[RECORDS PROVIDED Boundary: Start]

use anyhow::{Context, Result};
use clap::{Parser, Subcommand, ValueEnum};
use dataroom::core::telemetry::logging::init_logging;
use dataroom::services::fs::folders::FolderNode;
use dataroom::services::fs::listing::{EntrySummary, SortKey};
use dataroom::{Entry, EntryId, FileSystem, StoreConfig};
use std::path::{Path, PathBuf};
use time::macros::format_description;

#[derive(Parser)]
#[command(name = "dataroom", version, about = "Virtual file and folder store")]
struct Cli {
    /// JSON config file
    #[arg(long, global = true)]
    config: Option<PathBuf>,
    /// Database directory, overrides config and DATAROOM_DATA_DIR
    #[arg(long, global = true)]
    data_dir: Option<PathBuf>,
    /// Keep the store in memory for this invocation only
    #[arg(long, global = true)]
    ephemeral: bool,
    /// Print results as JSON
    #[arg(long, global = true)]
    json: bool,
    #[command(subcommand)]
    command: Command,
}

#[derive(Subcommand)]
enum Command {
    /// Create a folder
    Mkdir {
        name: String,
        #[arg(long)]
        parent: Option<String>,
    },
    /// Store a local file in the virtual tree
    Upload {
        path: PathBuf,
        #[arg(long)]
        parent: Option<String>,
        /// Name to store under, defaults to the file name
        #[arg(long)]
        name: Option<String>,
        #[arg(long)]
        mime: Option<String>,
    },
    /// Rename an entry
    Rename { id: String, name: String },
    /// Move an entry into another folder, or to the root without --to
    Mv {
        id: String,
        #[arg(long)]
        to: Option<String>,
    },
    /// Delete an entry; folders are deleted with everything inside
    Rm { id: String },
    /// List a folder, the root by default
    Ls {
        folder: Option<String>,
        #[arg(long, value_enum, default_value_t = SortArg::Name)]
        sort: SortArg,
        #[arg(long)]
        desc: bool,
    },
    /// Show the folder hierarchy
    Tree,
    /// Show the breadcrumb path of a folder
    Path { folder: String },
    /// Remove every entry
    Clear,
}

#[derive(Clone, Copy, ValueEnum)]
enum SortArg {
    Name,
    Size,
    Modified,
    Type,
}

impl From<SortArg> for SortKey {
    fn from(value: SortArg) -> Self {
        match value {
            SortArg::Name => SortKey::Name,
            SortArg::Size => SortKey::Size,
            SortArg::Modified => SortKey::Modified,
            SortArg::Type => SortKey::Type,
        }
    }
}

#[tokio::main]
async fn main() -> Result<()> {
    init_logging();
    let cli = Cli::parse();

    let mut config = StoreConfig::load(cli.config.as_deref())?;
    if let Some(dir) = &cli.data_dir {
        config.data_dir = dir.clone();
    }
    config.ephemeral |= cli.ephemeral;

    let fs = FileSystem::open(config)
        .await
        .context("failed to open the entry store")?;
    run(&fs, cli.command, cli.json).await
}

async fn run(fs: &FileSystem, command: Command, json: bool) -> Result<()> {
    match command {
        Command::Mkdir { name, parent } => {
            let parent = parent.map(EntryId::from);
            let folder = fs.create_folder(parent.as_ref(), &name).await?;
            print_entry(&folder, json)?;
        }
        Command::Upload {
            path,
            parent,
            name,
            mime,
        } => {
            let content = tokio::fs::read(&path)
                .await
                .with_context(|| format!("cannot read {}", path.display()))?;
            let name = match name {
                Some(name) => name,
                None => file_name(&path)?,
            };
            let mime = mime.unwrap_or_else(|| guess_mime(&name).to_string());
            let parent = parent.map(EntryId::from);
            let file = fs.upload_file(parent.as_ref(), &name, content, &mime).await?;
            print_entry(&file, json)?;
        }
        Command::Rename { id, name } => {
            let entry = fs.rename(&EntryId::from(id), &name).await?;
            print_entry(&entry, json)?;
        }
        Command::Mv { id, to } => {
            let to = to.map(EntryId::from);
            let entry = fs.move_entry(&EntryId::from(id), to.as_ref()).await?;
            print_entry(&entry, json)?;
        }
        Command::Rm { id } => {
            let removed = fs.delete(&EntryId::from(id)).await?;
            if json {
                println!("{}", serde_json::json!({ "removed": removed }));
            } else {
                println!("removed {removed} entries");
            }
        }
        Command::Ls { folder, sort, desc } => {
            let folder = folder.map(EntryId::from);
            let entries = fs.list(folder.as_ref(), sort.into(), !desc).await?;
            if json {
                let summaries: Vec<EntrySummary> = entries.iter().map(EntrySummary::from).collect();
                println!("{}", serde_json::to_string_pretty(&summaries)?);
            } else {
                for entry in &entries {
                    println!("{}", format_row(entry));
                }
            }
        }
        Command::Tree => {
            let tree = fs.folder_tree().await?;
            if json {
                println!("{}", serde_json::to_string_pretty(&tree)?);
            } else {
                print_tree(&tree);
            }
        }
        Command::Path { folder } => {
            let crumbs = fs.breadcrumbs(Some(&EntryId::from(folder))).await?;
            if json {
                println!("{}", serde_json::to_string_pretty(&crumbs)?);
            } else {
                let names: Vec<_> = crumbs.iter().map(|c| c.name.as_str()).collect();
                println!("/{}", names.join("/"));
            }
        }
        Command::Clear => {
            fs.clear_all().await?;
            if !json {
                println!("store cleared");
            }
        }
    }
    Ok(())
}

fn print_entry(entry: &Entry, json: bool) -> Result<()> {
    if json {
        println!("{}", serde_json::to_string_pretty(&EntrySummary::from(entry))?);
    } else {
        println!("{}", format_row(entry));
    }
    Ok(())
}

fn format_row(entry: &Entry) -> String {
    let format = format_description!("[year]-[month]-[day] [hour]:[minute]");
    let modified = entry
        .modified_at
        .to_datetime()
        .and_then(|dt| dt.format(&format).ok())
        .unwrap_or_else(|| "-".to_string());
    let kind = if entry.is_folder() { "d" } else { "-" };
    format!(
        "{kind} {:>10} {modified}  {}  [{}]",
        entry.size(),
        entry.name,
        entry.id
    )
}

fn print_tree(nodes: &[FolderNode]) {
    let mut stack: Vec<(&FolderNode, usize)> = nodes.iter().rev().map(|n| (n, 0)).collect();
    while let Some((node, depth)) = stack.pop() {
        println!("{}{}  [{}]", "  ".repeat(depth), node.name, node.id);
        stack.extend(node.children.iter().rev().map(|child| (child, depth + 1)));
    }
}

fn file_name(path: &Path) -> Result<String> {
    path.file_name()
        .map(|name| name.to_string_lossy().into_owned())
        .with_context(|| format!("{} has no file name", path.display()))
}

fn guess_mime(name: &str) -> &'static str {
    let extension = Path::new(name)
        .extension()
        .and_then(|e| e.to_str())
        .map(|e| e.to_ascii_lowercase());
    match extension.as_deref() {
        Some("pdf") => "application/pdf",
        Some("txt") => "text/plain",
        Some("md") => "text/markdown",
        Some("json") => "application/json",
        Some("png") => "image/png",
        Some("jpg") | Some("jpeg") => "image/jpeg",
        _ => "application/octet-stream",
    }
}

[RECORDS PROVIDED Boundary: End]

PROBLEM DESCRIPTION ::
Copy every record verbatim.

RESPONSE AREA ::
use anyhow::{Context, Result};
use clap::{Parser, Subcommand, ValueEnum};
use dataroom::core::telemetry::logging::init_logging;
use dataroom::services::fs::folders::FolderNode;
use dataroom::services::fs::listing::{EntrySummary, SortKey};
use dataroom::{Entry, EntryId, FileSystem, StoreConfig};
use std::path::{Path, PathBuf};
use time::macros::format_description;

#[derive(Parser)]
#[command(name = "dataroom", version, about = "Virtual file and folder store")]
struct Cli {
    /// JSON config file
    #[arg(long, global = true)]
    config: Option<PathBuf>,
    /// Database directory, overrides config and DATAROOM_DATA_DIR
    #[arg(long, global = true)]
    data_dir: Option<PathBuf>,
    /// Keep the store in memory for this invocation only
    #[arg(long, global = true)]
    ephemeral: bool,
    /// Print results as JSON
    #[arg(long, global = true)]
    json: bool,
    #[command(subcommand)]
    command: Command,
}

#[derive(Subcommand)]
enum Command {
    /// Create a folder
    Mkdir {
        name: String,
        #[arg(long)]
        parent: Option<String>,
    },
    /// Store a local file in the virtual tree
    Upload {
        path: PathBuf,
        #[arg(long)]
        parent: Option<String>,
        /// Name to store under, defaults to the file name
        #[arg(long)]
        name: Option<String>,
        #[arg(long)]
        mime: Option<String>,
    },
    /// Rename an entry
    Rename { id: String, name: String },
    /// Move an entry into another folder, or to the root without --to
    Mv {
        id: String,
        #[arg(long)]
        to: Option<String>,
    },
    /// Delete an entry; folders are deleted with everything inside
    Rm { id: String },
    /// List a folder, the root by default
    Ls {
        folder: Option<String>,
        #[arg(long, value_enum, default_value_t = SortArg::Name)]
        sort: SortArg,
        #[arg(long)]
        desc: bool,
    },
    /// Show the folder hierarchy
    Tree,
    /// Show the breadcrumb path of a folder
    Path { folder: String },
    /// Remove every entry
    Clear,
}

#[derive(Clone, Copy, ValueEnum)]
enum SortArg {
    Name,
    Size,
    Modified,
    Type,
}

impl From<SortArg> for SortKey {
    fn from(value: SortArg) -> Self {
        match value {
            SortArg::Name => SortKey::Name,
            SortArg::Size => SortKey::Size,
            SortArg::Modified => SortKey::Modified,
            SortArg::Type => SortKey::Type,
        }
    }
}

#[tokio::main]
async fn main() -> Result<()> {
    init_logging();
    let cli = Cli::parse();

    let mut config = StoreConfig::load(cli.config.as_deref())?;
    if let Some(dir) = &cli.data_dir {
        config.data_dir = dir.clone();
    }
    config.ephemeral |= cli.ephemeral;

    let fs = FileSystem::open(config)
        .await
        .context("failed to open the entry store")?;
    run(&fs, cli.command, cli.json).await
}

async fn run(fs: &FileSystem, command: Command, json: bool) -> Result<()> {
    match command {
        Command::Mkdir { name, parent } => {
            let parent = parent.map(EntryId::from);
            let folder = fs.create_folder(parent.as_ref(), &name).await?;
            print_entry(&folder, json)?;
        }
        Command::Upload {
            path,
            parent,
            name,
            mime,
        } => {
            let content = tokio::fs::read(&path)
                .await
                .with_context(|| format!("cannot read {}", path.display()))?;
            let name = match name {
                Some(name) => name,
                None => file_name(&path)?,
            };
            let mime = mime.unwrap_or_else(|| guess_mime(&name).to_string());
            let parent = parent.map(EntryId::from);
            let file = fs.upload_file(parent.as_ref(), &name, content, &mime).await?;
            print_entry(&file, json)?;
        }
        Command::Rename { id, name } => {
            let entry = fs.rename(&EntryId::from(id), &name).await?;
            print_entry(&entry, json)?;
        }
        Command::Mv { id, to } => {
            let to = to.map(EntryId::from);
            let entry = fs.move_entry(&EntryId::from(id), to.as_ref()).await?;
            print_entry(&entry, json)?;
        }
        Command::Rm { id } => {
            let removed = fs.delete(&EntryId::from(id)).await?;
            if json {
                println!("{}", serde_json::json!({ "removed": removed }));
            } else {
                println!("removed {removed} entries");
            }
        }
        Command::Ls { folder, sort, desc } => {
            let folder = folder.map(EntryId::from);
            let entries = fs.list(folder.as_ref(), sort.into(), !desc).await?;
            if json {
                let summaries: Vec<EntrySummary> = entries.iter().map(EntrySummary::from).collect();
                println!("{}", serde_json::to_string_pretty(&summaries)?);
            } else {
                for entry in &entries {
                    println!("{}", format_row(entry));
                }
            }
        }
        Command::Tree => {
            let tree = fs.folder_tree().await?;
            if json {
                println!("{}", serde_json::to_string_pretty(&tree)?);
            } else {
                print_tree(&tree);
            }
        }
        Command::Path { folder } => {
            let crumbs = fs.breadcrumbs(Some(&EntryId::from(folder))).await?;
            if json {
                println!("{}", serde_json::to_string_pretty(&crumbs)?);
            } else {
                let names: Vec<_> = crumbs.iter().map(|c| c.name.as_str()).collect();
                println!("/{}", names.join("/"));
            }
        }
        Command::Clear => {
            fs.clear_all().await?;
            if !json {
                println!("store cleared");
            }
        }
    }
    Ok(())
}

fn print_entry(entry: &Entry, json: bool) -> Result<()> {
    if json {
        println!("{}", serde_json::to_string_pretty(&EntrySummary::from(entry))?);
    } else {
        println!("{}", format_row(entry));
    }
    Ok(())
}

fn format_row(entry: &Entry) -> String {
    let format = format_description!("[year]-[month]-[day] [hour]:[minute]");
    let modified = entry
        .modified_at
        .to_datetime()
        .and_then(|dt| dt.format(&format).ok())
        .unwrap_or_else(|| "-".to_string());
    let kind = if entry.is_folder() { "d" } else { "-" };
    format!(
        "{kind} {:>10} {modified}  {}  [{}]",
        entry.size(),
        entry.name,
        entry.id
    )
}

fn print_tree(nodes: &[FolderNode]) {
    let mut stack: Vec<(&FolderNode, usize)> = nodes.iter().rev().map(|n| (n, 0)).collect();
    while let Some((node, depth)) = stack.pop() {
        println!("{}{}  [{}]", "  ".repeat(depth), node.name, node.id);
        stack.extend(node.children.iter().rev().map(|child| (child, depth + 1)));
    }
}

fn file_name(path: &Path) -> Result<String> {
    path.file_name()
        .map(|name| name.to_string_lossy().into_owned())
        .with_context(|| format!("{} has no file name", path.display()))
}

fn guess_mime(name: &str) -> &'static str {
    let extension = Path::new(name)
        .extension()
        .and_then(|e| e.to_str())
        .map(|e| e.to_ascii_lowercase());
    match extension.as_deref() {
        Some("pdf") => "application/pdf",
        Some("txt") => "text/plain",
        Some("md") => "text/markdown",
        Some("json") => "application/json",
        Some("png") => "image/png",
        Some("jpg") | Some("jpeg") => "image/jpeg",
        _ => "application/octet-stream",
    }
}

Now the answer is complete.